鶴田静氏のベジタリアン文化の歴史は、いろいろな意味で雑学として興味深いものです。
氏はベジタリアニズムを倫理的、栄養学的な理由から普及を目指していると思われるのですが、ピタゴラス、プラトン、イエス、フランチェスコ、ダ・ヴィンチ、ルソー、バイロン、バーナード・ショー、トルストイ、ガンジーといった歴史的な著名人がベジタリアンであったこと、またそうであった可能性を紹介しています。
哲学者シンガーに至るまでには多くの歴史的な実践があることを知ることができるという意味で、この著作は重要だと思われます。もちろん単なる歴史的な読み物としても楽しむことができますが、、、。僕自身はこの著作を読んで多くの人が、道徳的な理由から感覚を持つ動物を殺すことに反対していたことがわかりましたし、共感とともに、今後の食生活その他のあり方を考え直していきたいと感じました。

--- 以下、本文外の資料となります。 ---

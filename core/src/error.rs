//! Error types for the service client.
//!
//! # Design
//! Every failure a caller can observe is a `ClientError` variant. The
//! authentication outcomes get dedicated variants because the executor
//! branches on them: only `AuthenticationExpired` starts the auto-renewal
//! flow, and only `CredentialsInvalid` clears stored credentials. Non-2xx
//! responses the operation does not recognize land in `UnexpectedStatus`.

use thiserror::Error;

/// Result type alias using `ClientError`.
pub type Result<T> = std::result::Result<T, ClientError>;

/// Errors returned by the client, its operations and its collaborators.
#[derive(Error, Debug)]
pub enum ClientError {
    /// The base URI handed to the client could not be parsed.
    #[error("invalid base URI {uri:?}: {reason}")]
    InvalidBaseUri { uri: String, reason: String },

    /// An operation URI could not be resolved against the base URI.
    #[error("invalid operation URI {uri:?}: {reason}")]
    InvalidUri { uri: String, reason: String },

    /// A request header written by the operation is not valid HTTP.
    #[error("invalid request header {name:?}: {reason}")]
    InvalidHeader { name: String, reason: String },

    /// The request payload could not be encoded.
    #[error("serialization failed: {0}")]
    Serialization(String),

    /// The response body could not be decoded into the expected entity.
    #[error("deserialization failed: {0}")]
    Deserialization(String),

    /// The transport failed to complete the round trip.
    #[error(transparent)]
    Transport(#[from] TransportError),

    /// The server returned a status the operation does not recognize.
    #[error("unexpected HTTP status {status}{}", reason.as_deref().map(|r| format!(" {r}")).unwrap_or_default())]
    UnexpectedStatus { status: u16, reason: Option<String> },

    /// The call needs an authenticated session and none was ever established.
    #[error("authentication required")]
    AuthenticationRequired,

    /// The session was authenticated but the server no longer accepts it.
    #[error("authentication expired")]
    AuthenticationExpired,

    /// `authenticate()` was called without previously stored credentials.
    #[error("credentials not stored")]
    CredentialsNotStored,

    /// The server rejected the supplied credentials.
    #[error("credentials invalid")]
    CredentialsInvalid,

    /// The status init operation needed the status it is creating.
    #[error("status initialization re-entered from its own init operation")]
    ReentrantInitialization,

    /// The renewal policy asked for more retries than the client allows.
    #[error("auto-renewal gave up after {attempts} attempts")]
    RenewalExhausted { attempts: u32 },

    /// The renewal policy finished without producing an outcome.
    #[error("auto-renewal policy finished without resolving the call")]
    RenewalUnresolved,

    /// The renewal policy tried to resolve an already resolved call.
    #[error("renewal outcome already resolved")]
    SinkAlreadyResolved,

    /// Operation-specific failure.
    #[error("{0}")]
    Other(String),
}

impl ClientError {
    pub fn is_authentication_expired(&self) -> bool {
        matches!(self, ClientError::AuthenticationExpired)
    }

    pub fn is_authentication_required(&self) -> bool {
        matches!(self, ClientError::AuthenticationRequired)
    }

    pub fn is_credentials_invalid(&self) -> bool {
        matches!(self, ClientError::CredentialsInvalid)
    }
}

/// Failure reported by a `Transport` implementation.
#[derive(Error, Debug)]
#[error("transport error: {message}")]
pub struct TransportError {
    message: String,
    #[source]
    source: Option<Box<dyn std::error::Error + Send + Sync>>,
}

impl TransportError {
    pub fn new(message: impl Into<String>) -> Self {
        Self {
            message: message.into(),
            source: None,
        }
    }

    pub fn with_source(
        message: impl Into<String>,
        source: impl Into<Box<dyn std::error::Error + Send + Sync>>,
    ) -> Self {
        Self {
            message: message.into(),
            source: Some(source.into()),
        }
    }

    pub fn message(&self) -> &str {
        &self.message
    }
}
//! Client status model and its lifecycle cell.
//!
//! # Design
//! The status is a session snapshot owned by the client. It is absent until
//! first needed, created by a `StatusInitOperation`, shared with callers as
//! an `Arc<S>`, and replaced wholesale (never mutated behind a reader's
//! back). Authentication works on a clone and swaps the result in.

use std::sync::Arc;

use async_trait::async_trait;
use parking_lot::RwLock;
use tokio::sync::Mutex;

use crate::client::ServiceClient;
use crate::error::Result;

/// Session state tracked by a client across calls.
pub trait ClientStatus: Clone + Send + Sync + 'static {}

impl<T: Clone + Send + Sync + 'static> ClientStatus for T {}

/// A status that can carry authentication material.
pub trait AuthenticableStatus: ClientStatus {
    /// True iff valid, non-expired authentication material is held.
    fn is_authenticated(&self) -> bool;

    /// Drop any authentication material.
    fn reset_authentication(&mut self);
}

/// Creates a fresh status for a client.
///
/// May only execute `Requirement::Independent` operations on `client`.
/// Anything that needs the status fails with
/// `ClientError::ReentrantInitialization`.
#[async_trait]
pub trait StatusInitOperation<S: ClientStatus>: Send + Sync {
    async fn initialize(&self, client: &ServiceClient<S>) -> Result<S>;
}

/// Status init operation for clients whose status needs no remote call.
pub struct DefaultStatus;

#[async_trait]
impl<S: ClientStatus + Default> StatusInitOperation<S> for DefaultStatus {
    async fn initialize(&self, _client: &ServiceClient<S>) -> Result<S> {
        Ok(S::default())
    }
}

/// Cached status plus the gate that makes `ensure_initialized` single-flight.
pub(crate) struct StatusCell<S> {
    current: RwLock<Option<Arc<S>>>,
    init_gate: Mutex<()>,
}

impl<S> StatusCell<S> {
    pub(crate) fn new() -> Self {
        Self {
            current: RwLock::new(None),
            init_gate: Mutex::new(()),
        }
    }

    pub(crate) fn get(&self) -> Option<Arc<S>> {
        self.current.read().clone()
    }

    pub(crate) fn set(&self, status: S) -> Arc<S> {
        let status = Arc::new(status);
        *self.current.write() = Some(status.clone());
        status
    }

    pub(crate) fn clear(&self) -> Option<Arc<S>> {
        self.current.write().take()
    }

    pub(crate) fn init_gate(&self) -> &Mutex<()> {
        &self.init_gate
    }
}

付け加えるなら、ベジタリアンに時折見かけられる 世界の飢餓は肉食の廃止によって救うことができるはずだ というようなpoliticalなagitationもないのが じつに爽快な読了感を誘います。まさに植物的な雰囲気を持つ著作とでも言いましょうか。著者の非好戦的な人柄があらわれているのだろうと思います。